*Work request*
Search the material for the word "debug" and copy each line that holds it.

*Raw data*
^^^^
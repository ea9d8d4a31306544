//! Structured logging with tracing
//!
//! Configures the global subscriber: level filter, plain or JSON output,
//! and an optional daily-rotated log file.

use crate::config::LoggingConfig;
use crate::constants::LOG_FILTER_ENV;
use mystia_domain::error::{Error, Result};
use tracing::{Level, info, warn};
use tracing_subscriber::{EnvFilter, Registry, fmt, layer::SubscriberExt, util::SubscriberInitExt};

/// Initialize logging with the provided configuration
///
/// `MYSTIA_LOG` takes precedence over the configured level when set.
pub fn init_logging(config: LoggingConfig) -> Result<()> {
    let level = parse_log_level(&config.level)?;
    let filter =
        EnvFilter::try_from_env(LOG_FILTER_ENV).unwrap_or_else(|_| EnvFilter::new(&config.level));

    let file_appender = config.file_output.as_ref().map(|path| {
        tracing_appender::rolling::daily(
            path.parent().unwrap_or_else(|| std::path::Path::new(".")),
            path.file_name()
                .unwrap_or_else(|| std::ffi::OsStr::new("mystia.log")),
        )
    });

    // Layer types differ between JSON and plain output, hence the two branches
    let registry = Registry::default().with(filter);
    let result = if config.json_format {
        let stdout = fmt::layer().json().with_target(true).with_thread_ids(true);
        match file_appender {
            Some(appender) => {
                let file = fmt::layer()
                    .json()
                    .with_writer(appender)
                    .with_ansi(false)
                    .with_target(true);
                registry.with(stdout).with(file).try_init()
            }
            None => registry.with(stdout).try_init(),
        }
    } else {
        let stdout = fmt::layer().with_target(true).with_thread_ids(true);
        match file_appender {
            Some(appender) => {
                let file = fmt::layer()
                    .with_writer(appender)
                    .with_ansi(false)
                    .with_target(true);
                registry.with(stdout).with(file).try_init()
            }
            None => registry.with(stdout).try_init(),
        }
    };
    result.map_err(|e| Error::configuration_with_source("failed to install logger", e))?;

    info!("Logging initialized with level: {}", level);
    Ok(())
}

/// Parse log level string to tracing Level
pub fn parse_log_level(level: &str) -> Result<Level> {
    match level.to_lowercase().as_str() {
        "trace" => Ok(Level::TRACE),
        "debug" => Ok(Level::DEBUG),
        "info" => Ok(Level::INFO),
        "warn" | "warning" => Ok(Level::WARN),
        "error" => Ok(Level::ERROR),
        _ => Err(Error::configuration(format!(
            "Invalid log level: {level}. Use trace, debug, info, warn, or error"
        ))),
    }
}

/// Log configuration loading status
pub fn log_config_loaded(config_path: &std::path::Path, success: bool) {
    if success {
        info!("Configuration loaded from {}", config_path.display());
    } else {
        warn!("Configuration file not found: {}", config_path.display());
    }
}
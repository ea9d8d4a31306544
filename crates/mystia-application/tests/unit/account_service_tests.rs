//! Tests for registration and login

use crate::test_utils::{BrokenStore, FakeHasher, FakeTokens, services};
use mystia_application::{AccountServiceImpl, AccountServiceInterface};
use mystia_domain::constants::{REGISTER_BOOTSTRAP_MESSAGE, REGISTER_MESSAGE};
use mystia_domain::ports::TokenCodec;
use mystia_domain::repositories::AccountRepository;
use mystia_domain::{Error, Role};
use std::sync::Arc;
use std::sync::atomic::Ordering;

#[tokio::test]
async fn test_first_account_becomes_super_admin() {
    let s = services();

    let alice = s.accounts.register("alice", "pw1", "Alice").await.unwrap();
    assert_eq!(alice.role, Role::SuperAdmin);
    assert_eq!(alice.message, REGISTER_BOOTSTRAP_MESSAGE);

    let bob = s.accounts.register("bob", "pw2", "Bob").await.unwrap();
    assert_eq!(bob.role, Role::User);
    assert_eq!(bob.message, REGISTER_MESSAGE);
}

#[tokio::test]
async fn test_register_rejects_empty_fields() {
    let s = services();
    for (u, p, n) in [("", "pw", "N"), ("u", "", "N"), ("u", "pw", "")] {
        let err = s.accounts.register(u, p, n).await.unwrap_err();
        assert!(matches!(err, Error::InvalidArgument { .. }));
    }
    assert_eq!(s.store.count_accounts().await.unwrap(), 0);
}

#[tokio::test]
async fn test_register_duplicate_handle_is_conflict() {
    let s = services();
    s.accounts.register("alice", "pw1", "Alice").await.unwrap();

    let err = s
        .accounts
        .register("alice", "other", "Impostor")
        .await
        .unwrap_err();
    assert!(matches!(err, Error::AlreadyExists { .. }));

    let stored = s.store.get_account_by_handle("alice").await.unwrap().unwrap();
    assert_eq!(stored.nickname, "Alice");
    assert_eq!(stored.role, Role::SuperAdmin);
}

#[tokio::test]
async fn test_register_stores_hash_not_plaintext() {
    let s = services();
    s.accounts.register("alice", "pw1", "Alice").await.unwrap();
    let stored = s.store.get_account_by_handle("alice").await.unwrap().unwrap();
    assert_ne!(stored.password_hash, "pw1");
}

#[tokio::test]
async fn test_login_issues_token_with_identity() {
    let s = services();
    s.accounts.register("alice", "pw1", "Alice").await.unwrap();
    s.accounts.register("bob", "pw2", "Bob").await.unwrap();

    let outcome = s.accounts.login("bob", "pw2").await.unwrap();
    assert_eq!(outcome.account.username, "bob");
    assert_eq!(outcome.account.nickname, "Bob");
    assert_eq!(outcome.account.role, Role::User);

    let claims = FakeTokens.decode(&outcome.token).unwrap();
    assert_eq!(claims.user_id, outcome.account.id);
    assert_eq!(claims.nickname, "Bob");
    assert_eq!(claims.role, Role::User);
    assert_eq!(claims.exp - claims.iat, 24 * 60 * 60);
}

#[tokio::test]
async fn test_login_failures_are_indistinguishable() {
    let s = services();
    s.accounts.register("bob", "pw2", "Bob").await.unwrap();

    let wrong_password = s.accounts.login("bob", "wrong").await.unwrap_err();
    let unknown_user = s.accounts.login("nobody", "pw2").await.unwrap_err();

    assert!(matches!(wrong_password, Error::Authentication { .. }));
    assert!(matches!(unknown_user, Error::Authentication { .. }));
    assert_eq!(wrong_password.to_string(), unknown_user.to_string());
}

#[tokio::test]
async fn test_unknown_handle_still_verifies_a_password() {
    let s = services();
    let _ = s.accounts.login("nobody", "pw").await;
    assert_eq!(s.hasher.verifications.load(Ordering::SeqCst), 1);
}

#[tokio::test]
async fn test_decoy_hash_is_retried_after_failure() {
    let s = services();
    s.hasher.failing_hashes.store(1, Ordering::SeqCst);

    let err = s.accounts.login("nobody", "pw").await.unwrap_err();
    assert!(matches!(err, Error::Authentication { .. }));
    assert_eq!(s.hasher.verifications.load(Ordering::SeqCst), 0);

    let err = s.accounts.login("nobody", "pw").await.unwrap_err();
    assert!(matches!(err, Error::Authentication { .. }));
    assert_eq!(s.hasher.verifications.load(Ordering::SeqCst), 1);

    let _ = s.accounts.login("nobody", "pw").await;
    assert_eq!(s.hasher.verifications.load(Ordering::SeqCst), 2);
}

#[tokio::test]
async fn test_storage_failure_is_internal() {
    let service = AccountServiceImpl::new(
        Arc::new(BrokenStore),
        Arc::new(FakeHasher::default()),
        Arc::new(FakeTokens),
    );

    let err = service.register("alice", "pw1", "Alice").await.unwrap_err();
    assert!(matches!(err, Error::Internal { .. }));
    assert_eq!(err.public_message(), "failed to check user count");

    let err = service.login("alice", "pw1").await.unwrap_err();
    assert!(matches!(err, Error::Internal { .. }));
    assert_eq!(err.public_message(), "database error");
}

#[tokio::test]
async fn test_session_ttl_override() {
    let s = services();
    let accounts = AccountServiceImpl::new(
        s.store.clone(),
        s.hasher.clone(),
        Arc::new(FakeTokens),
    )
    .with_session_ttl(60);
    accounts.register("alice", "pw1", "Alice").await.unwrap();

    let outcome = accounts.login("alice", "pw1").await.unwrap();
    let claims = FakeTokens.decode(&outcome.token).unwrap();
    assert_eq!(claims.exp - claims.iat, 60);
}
^^^^
*The completed task*
        "debug" => Ok(Level::DEBUG),
            "Invalid log level: {level}. Use trace, debug, info, warn, or error"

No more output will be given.